Hormonal contraceptions, such as the pill, implant or injection, can also play havoc with our sleep patterns, as they jig our oestrogen levels about. If you think you’re oestrogen sensitive and it’s impacting your sleep, try switching birth control methods, or have a chat with your doctor.
You can’t sleep because you have a bad ‘sleep-hygiene’
Certain repeated behaviours can have an impact on how easily you send yourself off to the land of nod each night. So having a good ‘sleep-hygiene’ (i.e. a routine) is highly beneficial.
Sleep expert Diane Augelli M.D. recently revealed to CNN that going to bed at the same time each night, sleeping in a cool room and exercising well before you want to sleep are all important factors. By sticking to the same routine each night, she reckons we can train our brain to recognise positive sleep signals and eventually get us into the swing of sleeping easily.
You can’t sleep because you’re pregnant
A pregnant woman can suffer from swollen feet, mood changes, an increased need to pee and just general discomfort from carrying around a baby for nine months.
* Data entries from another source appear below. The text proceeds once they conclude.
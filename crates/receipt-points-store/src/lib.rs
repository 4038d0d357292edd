//! # Receipt Points Store
//!
//! Storage abstraction for accepted receipts. Provides a trait-based
//! interface with an in-memory implementation, plus identifier generation.
//!
//! ## Key Types
//!
//! - [`Store`] - The async trait for all storage operations
//! - [`MemoryStore`] - In-memory storage guarded by a read-write lock
//! - [`IdGenerator`] - Source of fresh receipt identifiers
//! - [`UuidGenerator`] - Random version-4 UUIDs from the OS RNG
//! - [`InsertResult`] - Result of inserting a receipt
//!
//! ## Usage
//!
//! ```rust,no_run
//! use receipt_points_store::{IdGenerator, InsertResult, MemoryStore, Store, UuidGenerator};
//! use receipt_points_core::Receipt;
//!
//! async fn example() {
//!     let store = MemoryStore::new();
//!     let id = UuidGenerator.generate().unwrap();
//!
//!     let receipt = Receipt::builder("Target").total("1.00").build();
//!     assert_eq!(store.insert(&id, &receipt).await.unwrap(), InsertResult::Inserted);
//!     assert_eq!(store.get(&id).await.unwrap(), Some(receipt));
//! }
//! ```
//!
//! ## Design Notes
//!
//! - **Write-once**: an identifier is bound to one receipt forever; inserting
//!   under a taken identifier returns `AlreadyExists` and changes nothing.
//! - **Read-your-writes**: a `get` after a successful `insert` of the same
//!   identifier returns that receipt.

pub mod error;
pub mod id;
pub mod memory;
pub mod traits;

pub use error::{Result, StoreError};
pub use id::{IdGenerator, UuidGenerator};
pub use memory::MemoryStore;
pub use traits::{InsertResult, Store};
//! # Vocabulary
//!
//! This module provides [`Vocab`], a bijection between token strings and
//! dense ids ``0..N`` with an occurrence count per token.
//!
//! ## Id Assignment
//!
//! Ids are assigned in insertion order, with no gaps and no reuse.
//! When an unknown token is configured it is always id 0, and
//! [`Vocab::lookup`] falls back to it for absent tokens.
//!
//! ## Derived Vocabularies
//!
//! [`Vocab::prune_rares`], [`Vocab::sort_by_decreasing_count`] and
//! [`Vocab::subset`] never mutate the receiver; they return a new [`Vocab`]
//! with a freshly assigned id space. Ids must not be mixed across the two.
//!
//! ## Freezing
//!
//! Once an embedding matrix has been built against a vocabulary, its id space
//! must not drift. [`Vocab::freeze`] makes every later [`Vocab::add`] or
//! [`Vocab::update`] fail with [`crate::StanzaError::FrozenVocabulary`].

mod derived;
mod token_vocab;
pub mod validators;

#[doc(inline)]
pub use token_vocab::{Vocab, VocabIter};
//! Validating constructors for externally supplied token/id maps.

use crate::{
    errors::{StanzaError, StanzaResult},
    types::{CommonHashSet, TokenId},
    vocab::Vocab,
};

/// Validate that ``(token, id)`` pairs form a bijection onto ``0..N``.
///
/// ## Returns
/// The tokens in id order.
pub fn try_bijection<I, S>(word_to_index: I) -> StanzaResult<Vec<String>>
where
    I: IntoIterator<Item = (S, TokenId)>,
    S: AsRef<str>,
{
    let pairs: Vec<(S, TokenId)> = word_to_index.into_iter().collect();
    let n = pairs.len();

    let mut slots: Vec<Option<String>> = vec![None; n];
    let mut seen: CommonHashSet<&str> = Default::default();
    for (word, id) in &pairs {
        let word = word.as_ref();
        if !seen.insert(word) {
            return Err(StanzaError::NotBijection(format!(
                "token {word:?} appears more than once"
            )));
        }
        let slot = slots.get_mut(*id).ok_or_else(|| {
            StanzaError::NotBijection(format!(
                "id {id} for token {word:?} is outside 0..{n}"
            ))
        })?;
        if let Some(other) = slot {
            return Err(StanzaError::NotBijection(format!(
                "id {id} is shared by {other:?} and {word:?}"
            )));
        }
        *slot = Some(word.to_string());
    }

    // n distinct ids in 0..n means every slot is filled.
    Ok(slots.into_iter().flatten().collect())
}

impl Vocab {
    /// Build a vocabulary from an external ``{ token -> id }`` map.
    ///
    /// All counts are 0.
    ///
    /// ## Arguments
    /// * `word_to_index` - ``(token, id)`` pairs; must be a bijection onto ``0..N``.
    /// * `unk` - the optional unknown token; must map to id 0.
    ///
    /// ## Returns
    /// The new [`Vocab`]; or [`StanzaError::NotBijection`].
    pub fn from_dict<I, S>(
        word_to_index: I,
        unk: Option<&str>,
    ) -> StanzaResult<Vocab>
    where
        I: IntoIterator<Item = (S, TokenId)>,
        S: AsRef<str>,
    {
        let words = try_bijection(word_to_index)?;

        if let Some(unk) = unk
            && words.first().map(String::as_str) != Some(unk)
        {
            return Err(StanzaError::NotBijection(format!(
                "unknown token {unk:?} must map to id 0"
            )));
        }

        let mut vocab = Vocab::new(unk);
        for word in words {
            if !vocab.contains(&word) {
                vocab.push_new(word, 0);
            }
        }
        Ok(vocab)
    }

    /// Build a vocabulary from an ordered list of tokens.
    ///
    /// The unknown token (if any) takes id 0; other tokens are numbered in
    /// order of first occurrence. All counts are 0.
    pub fn from_words<I, S>(
        words: I,
        unk: Option<&str>,
    ) -> Vocab
    where
        I: IntoIterator<Item = S>,
        S: AsRef<str>,
    {
        let mut vocab = Vocab::new(unk);
        for word in words {
            let word = word.as_ref();
            if !vocab.contains(word) {
                vocab.push_new(word.to_string(), 0);
            }
        }
        vocab
    }
}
There’s also the issue of restless leg syndrome, which is about twice and common in women than in men, and is often experienced by women for the first time when carrying a baby.
Speaking to CNN on the topic, Diane Augelli M.D. said: ‘When you’re pregnant, your blood volume expands so you have anaemia to some degree. One of the theories is that there’s not enough iron in a specific part of the brain that produces dopamine and that can trigger restless legs.’
You can’t sleep because you’re stressed
Women generally suffer with stress, anxiety and depression more than men – we’re blaming burdens like childcare stress, career worries and even the gender pay gap. Unfortunately there’s no fail-safe way to overcome these issues (unless you’re able to turn the patriarch on its head overnight), but because shut-eye is crucial to our psychological and physical well-being, you can check out our top tips on getting a better night’s sleep. And if things get really bad, cognitive behavioural therapy with a professional can help your brain switch off at night.